Real Estate Development: Lastly, Vail Resorts Development Company helps plan, market and otherwise develop property around the resorts, including communities and private clubs.

One of Vail’s biggest sources of growth is its “Season Pass,” which allows guests to use its various resorts, rather than tethering customers to one particular resort. Pass sales have grown at 13% annually on average since fiscal 2012, to more than 78,000 in FY2018.

The result has been steady growth pretty much across the board, including free cash flow, which has improved every year since 2012 – from $57.1 million then to $338.6 million in FY2017.

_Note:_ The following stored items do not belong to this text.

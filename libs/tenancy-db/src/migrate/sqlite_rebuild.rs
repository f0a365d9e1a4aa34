//! SQLite table rebuild.
//!
//! SQLite cannot add `NOT NULL` or a foreign key to an existing column, nor drop a
//! column that carries one, so the tenant column is changed by recreating the table:
//! copy the rows aside, drop, create with the new definition, copy back, and restore
//! indexes and triggers. Columns, the primary key, unique constraints and the other
//! foreign keys are carried over from the catalog pragmas.
//!
//! Foreign keys are deferred for the rest of the transaction. Dropping a table that
//! other tables reference counts their rows as violations, and re-inserting the
//! parent rows clears them again before commit.

use sea_orm::{ConnectionTrait, DbErr, QueryResult};
use tracing::debug;

use crate::migrate::{MigrateError, TENANT_COLUMN, fk_name};
use crate::sql::{self, quote};

const BACKUP_TABLE: &str = "__tenancy_rebuild_backup";

/// Target shape of the tenant column.
#[derive(Debug, Clone, Copy, PartialEq, Eq)]
pub(crate) enum TenantColumn {
    Present { not_null: bool, tenant_fk: bool },
    Absent,
}

impl TenantColumn {
    /// `NOT NULL` with `fk_<table>_tenant`.
    pub(crate) const REQUIRED: Self = Self::Present {
        not_null: true,
        tenant_fk: true,
    };
    /// Nullable, no tenant foreign key.
    pub(crate) const OPTIONAL: Self = Self::Present {
        not_null: false,
        tenant_fk: false,
    };

    fn not_null(self) -> bool {
        matches!(self, Self::Present { not_null: true, .. })
    }

    fn tenant_fk(self) -> bool {
        matches!(self, Self::Present { tenant_fk: true, .. })
    }
}

#[derive(Debug)]
struct Column {
    name: String,
    ty: String,
    not_null: bool,
    default: Option<String>,
    pk: i64,
}

#[derive(Debug)]
struct ForeignKey {
    parent: String,
    from: Vec<String>,
    to: Vec<Option<String>>,
    on_update: String,
    on_delete: String,
}

impl ForeignKey {
    fn is_tenant_fk(&self) -> bool {
        self.from.len() == 1 && self.from[0] == TENANT_COLUMN && self.parent.eq_ignore_ascii_case("tenants")
    }
}

pub(crate) async fn rebuild<C>(conn: &C, table: &str, target: TenantColumn) -> Result<(), MigrateError>
where
    C: ConnectionTrait,
{
    let create_sql = sql::fetch_one(
        conn,
        "SELECT sql FROM sqlite_master WHERE type = 'table' AND name = $1",
        vec![table.into()],
    )
    .await?
    .map(|r| r.try_get::<String>("", "sql"))
    .transpose()?
    .ok_or_else(|| MigrateError::MissingTable(table.to_owned()))?;

    if has_keyword(&create_sql, "CHECK") || has_keyword(&create_sql, "GENERATED") {
        return Err(MigrateError::Unsupported(format!(
            "rebuilding '{table}' would lose its CHECK or generated columns"
        )));
    }
    ensure_no_cascading_children(conn, table).await?;

    let columns = load_columns(conn, table).await?;
    let foreign_keys = load_foreign_keys(conn, table).await?;
    let uniques = load_uniques(conn, table).await?;
    let dependents = load_dependents(conn, table, target).await?;

    let definition = render_create(
        table,
        &columns,
        &foreign_keys,
        &uniques,
        target,
        has_keyword(&create_sql, "AUTOINCREMENT"),
        table_options(&create_sql),
    );
    let kept: Vec<String> = columns
        .iter()
        .filter(|c| target != TenantColumn::Absent || c.name != TENANT_COLUMN)
        .map(|c| quote(&c.name))
        .collect();
    let kept = kept.join(", ");
    let t = quote(table);
    let backup = quote(BACKUP_TABLE);

    debug!(table, target = ?target, phase = "rebuild", "rebuilding sqlite table");
    for statement in [
        "PRAGMA defer_foreign_keys = ON".to_owned(),
        format!("DROP TABLE IF EXISTS {backup}"),
        format!("CREATE TABLE {backup} AS SELECT * FROM {t}"),
        format!("DROP TABLE {t}"),
        definition,
        format!("INSERT INTO {t} ({kept}) SELECT {kept} FROM {backup}"),
        format!("DROP TABLE {backup}"),
    ] {
        conn.execute_unprepared(&statement).await?;
    }
    for statement in &dependents {
        conn.execute_unprepared(statement).await?;
    }

    let violations = sql::count(
        conn,
        "SELECT COUNT(*) FROM pragma_foreign_key_check($1)",
        vec![table.into()],
    )
    .await?;
    if violations > 0 {
        return Err(MigrateError::InvalidPlan(format!(
            "'{table}' has {violations} rows violating its foreign keys"
        )));
    }
    Ok(())
}

/// Whole-word, case-insensitive keyword search over a `CREATE TABLE` statement.
fn has_keyword(sql: &str, keyword: &str) -> bool {
    sql.split(|c: char| !(c.is_ascii_alphanumeric() || c == '_'))
        .any(|w| w.eq_ignore_ascii_case(keyword))
}

/// Table options after the closing parenthesis, e.g. `WITHOUT ROWID` or `STRICT`.
fn table_options(sql: &str) -> &str {
    sql.rfind(')').map_or("", |i| sql[i + 1..].trim())
}

/// Dropping the table runs an implicit `DELETE`, which would fire cascading actions.
async fn ensure_no_cascading_children<C>(conn: &C, table: &str) -> Result<(), MigrateError>
where
    C: ConnectionTrait,
{
    let n = sql::count(
        conn,
        r#"SELECT COUNT(*) FROM sqlite_master m, pragma_foreign_key_list(m.name) f
           WHERE m.type = 'table' AND m.name <> $1
             AND lower(f."table") = lower($1) AND f.on_delete <> 'NO ACTION'"#,
        vec![table.into()],
    )
    .await?;
    if n > 0 {
        return Err(MigrateError::Unsupported(format!(
            "'{table}' is referenced with ON DELETE actions and cannot be rebuilt"
        )));
    }
    Ok(())
}

fn text(row: &QueryResult, col: &str) -> Result<String, DbErr> {
    row.try_get::<String>("", col)
}

async fn load_columns<C>(conn: &C, table: &str) -> Result<Vec<Column>, DbErr>
where
    C: ConnectionTrait,
{
    let rows = sql::fetch_all(
        conn,
        r#"SELECT name, type AS ty, "notnull" AS not_null, dflt_value, pk
           FROM pragma_table_info($1) ORDER BY cid"#,
        vec![table.into()],
    )
    .await?;
    rows.iter()
        .map(|r| {
            Ok(Column {
                name: text(r, "name")?,
                ty: text(r, "ty")?,
                not_null: r.try_get::<i64>("", "not_null")? != 0,
                default: r.try_get::<Option<String>>("", "dflt_value")?,
                pk: r.try_get::<i64>("", "pk")?,
            })
        })
        .collect()
}

async fn load_foreign_keys<C>(conn: &C, table: &str) -> Result<Vec<ForeignKey>, DbErr>
where
    C: ConnectionTrait,
{
    let rows = sql::fetch_all(
        conn,
        r#"SELECT id, "table" AS parent, "from" AS child_col, "to" AS parent_col, on_update, on_delete
           FROM pragma_foreign_key_list($1) ORDER BY id, seq"#,
        vec![table.into()],
    )
    .await?;
    let mut keys: Vec<(i64, ForeignKey)> = Vec::new();
    for r in &rows {
        let id = r.try_get::<i64>("", "id")?;
        let from = text(r, "child_col")?;
        let to = r.try_get::<Option<String>>("", "parent_col")?;
        match keys.last_mut() {
            Some((last, fk)) if *last == id => {
                fk.from.push(from);
                fk.to.push(to);
            }
            _ => keys.push((
                id,
                ForeignKey {
                    parent: text(r, "parent")?,
                    from: vec![from],
                    to: vec![to],
                    on_update: text(r, "on_update")?,
                    on_delete: text(r, "on_delete")?,
                },
            )),
        }
    }
    Ok(keys.into_iter().map(|(_, fk)| fk).collect())
}

async fn load_uniques<C>(conn: &C, table: &str) -> Result<Vec<Vec<String>>, DbErr>
where
    C: ConnectionTrait,
{
    let indexes = sql::fetch_all(
        conn,
        "SELECT name FROM pragma_index_list($1) WHERE origin = 'u' ORDER BY seq",
        vec![table.into()],
    )
    .await?;
    let mut uniques = Vec::with_capacity(indexes.len());
    for idx in &indexes {
        let cols = sql::fetch_all(
            conn,
            "SELECT name FROM pragma_index_info($1) ORDER BY seqno",
            vec![text(idx, "name")?.into()],
        )
        .await?;
        uniques.push(cols.iter().map(|c| text(c, "name")).collect::<Result<_, _>>()?);
    }
    Ok(uniques)
}

/// `CREATE INDEX` and `CREATE TRIGGER` statements to replay after the rebuild.
/// Indexes over a dropped tenant column are left out.
async fn load_dependents<C>(conn: &C, table: &str, target: TenantColumn) -> Result<Vec<String>, DbErr>
where
    C: ConnectionTrait,
{
    let rows = sql::fetch_all(
        conn,
        "SELECT type AS kind, name, sql FROM sqlite_master \
         WHERE tbl_name = $1 AND type IN ('index', 'trigger') AND sql IS NOT NULL \
         ORDER BY type, name",
        vec![table.into()],
    )
    .await?;
    let mut out = Vec::with_capacity(rows.len());
    for r in &rows {
        if target == TenantColumn::Absent && text(r, "kind")? == "index" {
            let covers_tenant = sql::count(
                conn,
                "SELECT COUNT(*) FROM pragma_index_info($1) WHERE name = $2",
                vec![text(r, "name")?.into(), TENANT_COLUMN.into()],
            )
            .await?;
            if covers_tenant > 0 {
                continue;
            }
        }
        out.push(text(r, "sql")?);
    }
    Ok(out)
}

fn render_create(
    table: &str,
    columns: &[Column],
    foreign_keys: &[ForeignKey],
    uniques: &[Vec<String>],
    target: TenantColumn,
    autoincrement: bool,
    options: &str,
) -> String {
    let mut pk: Vec<&Column> = columns.iter().filter(|c| c.pk > 0).collect();
    pk.sort_by_key(|c| c.pk);
    let inline_pk = autoincrement && pk.len() == 1;

    let mut parts = Vec::new();
    for c in columns {
        let is_tenant = c.name == TENANT_COLUMN;
        if is_tenant && target == TenantColumn::Absent {
            continue;
        }
        let mut def = vec![quote(&c.name)];
        if !c.ty.is_empty() {
            def.push(c.ty.clone());
        }
        if inline_pk && c.pk > 0 {
            def.push("PRIMARY KEY AUTOINCREMENT".to_owned());
        }
        let not_null = if is_tenant {
            target.not_null()
        } else {
            c.not_null
        };
        if not_null {
            def.push("NOT NULL".to_owned());
        }
        if let Some(d) = &c.default {
            def.push(format!("DEFAULT ({d})"));
        }
        parts.push(def.join(" "));
    }

    if !pk.is_empty() && !inline_pk {
        let cols: Vec<String> = pk.iter().map(|c| quote(&c.name)).collect();
        parts.push(format!("PRIMARY KEY ({})", cols.join(", ")));
    }

    let drops_tenant = |cols: &[String]| target == TenantColumn::Absent && cols.iter().any(|c| c == TENANT_COLUMN);
    for u in uniques.iter().filter(|u| !drops_tenant(u)) {
        let cols: Vec<String> = u.iter().map(|c| quote(c)).collect();
        parts.push(format!("UNIQUE ({})", cols.join(", ")));
    }

    for fk in foreign_keys
        .iter()
        .filter(|fk| !fk.is_tenant_fk() && !drops_tenant(&fk.from))
    {
        let from: Vec<String> = fk.from.iter().map(|c| quote(c)).collect();
        let mut def = vec![format!(
            "FOREIGN KEY ({}) REFERENCES {}",
            from.join(", "),
            quote(&fk.parent)
        )];
        if fk.to.iter().all(Option::is_some) {
            let to: Vec<String> = fk.to.iter().flatten().map(|c| quote(c)).collect();
            def.push(format!("({})", to.join(", ")));
        }
        if fk.on_update != "NO ACTION" {
            def.push(format!("ON UPDATE {}", fk.on_update));
        }
        if fk.on_delete != "NO ACTION" {
            def.push(format!("ON DELETE {}", fk.on_delete));
        }
        parts.push(def.join(" "));
    }

    if target.tenant_fk() {
        parts.push(format!(
            "CONSTRAINT {} FOREIGN KEY ({}) REFERENCES tenants (id)",
            quote(&fk_name(table)),
            quote(TENANT_COLUMN)
        ));
    }

    let mut out = format!("CREATE TABLE {} (\n    {}\n)", quote(table), parts.join(",\n    "));
    if !options.is_empty() {
        out.push(' ');
        out.push_str(options);
    }
    out
}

Vail has been generous with that cash, too, growing its dividend by nearly half every year on average over the past five years. Its current $1.47 quarterly dividend comes out to 75% of this year’s profits, but just 65% of next year’s. Don’t expect nearly 50% dividend expansion going forward, but as long as MTN’s earnings swell like they’re expected to, Vail Resorts should be a dividend growth machine.

Southwest Airlines (LUV)

Dividend Yield: 1.2%

5-Year Average Dividend Growth: 74.1%

Southwest Airlines (LUV) is, as I’ve said before, a “breath of fresh air” in the airline industry. In a business that seems to pride itself on kicking puppies and pushing down old ladies, Southwest has set itself apart on the most bizarre of concepts: Treating humans like humans.

This year alone, Southwest has topped J.D. Power’s study for customer service among low-cost airlines in North America, took home four TripAdvisor Travelers’ Choice awards and was No. 2 on Indeed’s top-rated workplaces.

Of course, being nice isn’t everything. You have to make money. And Southwest makes money. The airline has been profitable for 45 consecutive years despite its strong price-competitiveness. In the third quarter, LUV brought in $615 million in earnings – its best Q3 in company history.

That same quarter, the company returned $591 million to shareholders via share repurchases and buybacks. The majority of that ($500 million) was repurchases, but LUV is far, far, far from a distribution slouch. Southwest has pumped up its payout from a mere penny per share at the beginning of 2013 to 16 cents as of this year’s distribution – itself a hefty 28% improvement.

And at a mere 15% of this year’s projected profits, the sky’s the limit on future payout hikes.

Southwest’s (LUV) Dividend Takes Flight

Vulcan Materials (VMC)

Dividend Yield: 1.1%

5-Year Average Dividend Growth: 94.7%

I’m not sure what you think of when you think about a company that has been able to nearly double its dividend every year on average for a half-decade … but it’s probably not Vulcan Materials (VMC).

Vulcan Materials produces the stuff construction is made of: crushed stone, sand, gravel, asphalt and ready-mixed concrete.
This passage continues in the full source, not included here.